• **Exercise prompt**
Extract, from the listing that follows, each line containing the word "LookupFailure".

• **Task input**
++++

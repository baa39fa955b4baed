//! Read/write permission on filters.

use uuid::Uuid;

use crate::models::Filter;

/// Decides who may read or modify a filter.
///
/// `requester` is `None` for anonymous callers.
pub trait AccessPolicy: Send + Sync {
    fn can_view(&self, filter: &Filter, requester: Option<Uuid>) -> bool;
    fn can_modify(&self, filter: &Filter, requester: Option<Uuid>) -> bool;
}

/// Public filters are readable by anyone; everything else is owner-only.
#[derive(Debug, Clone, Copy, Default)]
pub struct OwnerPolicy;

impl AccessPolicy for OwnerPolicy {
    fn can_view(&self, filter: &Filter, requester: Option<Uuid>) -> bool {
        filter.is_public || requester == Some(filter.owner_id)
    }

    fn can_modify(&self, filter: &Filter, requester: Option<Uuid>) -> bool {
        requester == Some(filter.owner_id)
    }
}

++++

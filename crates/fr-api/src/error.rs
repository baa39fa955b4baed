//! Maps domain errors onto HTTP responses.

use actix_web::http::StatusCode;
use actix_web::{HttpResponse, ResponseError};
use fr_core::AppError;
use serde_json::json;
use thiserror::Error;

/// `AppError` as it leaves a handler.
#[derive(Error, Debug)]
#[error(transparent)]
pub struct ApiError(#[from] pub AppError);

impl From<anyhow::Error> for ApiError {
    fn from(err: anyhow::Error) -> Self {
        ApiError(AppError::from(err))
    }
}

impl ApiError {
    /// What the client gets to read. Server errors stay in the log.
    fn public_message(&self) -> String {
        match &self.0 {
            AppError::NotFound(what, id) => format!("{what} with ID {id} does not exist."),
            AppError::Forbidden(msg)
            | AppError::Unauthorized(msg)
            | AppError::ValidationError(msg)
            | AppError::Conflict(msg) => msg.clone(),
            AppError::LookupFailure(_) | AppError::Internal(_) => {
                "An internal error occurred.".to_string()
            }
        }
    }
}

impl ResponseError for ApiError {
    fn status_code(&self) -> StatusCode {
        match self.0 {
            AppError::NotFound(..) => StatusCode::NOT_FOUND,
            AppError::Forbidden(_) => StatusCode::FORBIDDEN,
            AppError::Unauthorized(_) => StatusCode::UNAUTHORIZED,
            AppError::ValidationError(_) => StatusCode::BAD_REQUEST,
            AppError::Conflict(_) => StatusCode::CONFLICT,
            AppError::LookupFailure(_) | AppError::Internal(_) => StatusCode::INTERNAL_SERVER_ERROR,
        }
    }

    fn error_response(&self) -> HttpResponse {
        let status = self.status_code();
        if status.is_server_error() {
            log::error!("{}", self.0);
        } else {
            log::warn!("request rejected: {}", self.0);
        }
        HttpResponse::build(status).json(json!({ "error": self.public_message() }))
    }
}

++++

• **Output for this task**
            AppError::LookupFailure(_) | AppError::Internal(_) => {
            AppError::LookupFailure(_) | AppError::Internal(_) => StatusCode::INTERNAL_SERVER_ERROR,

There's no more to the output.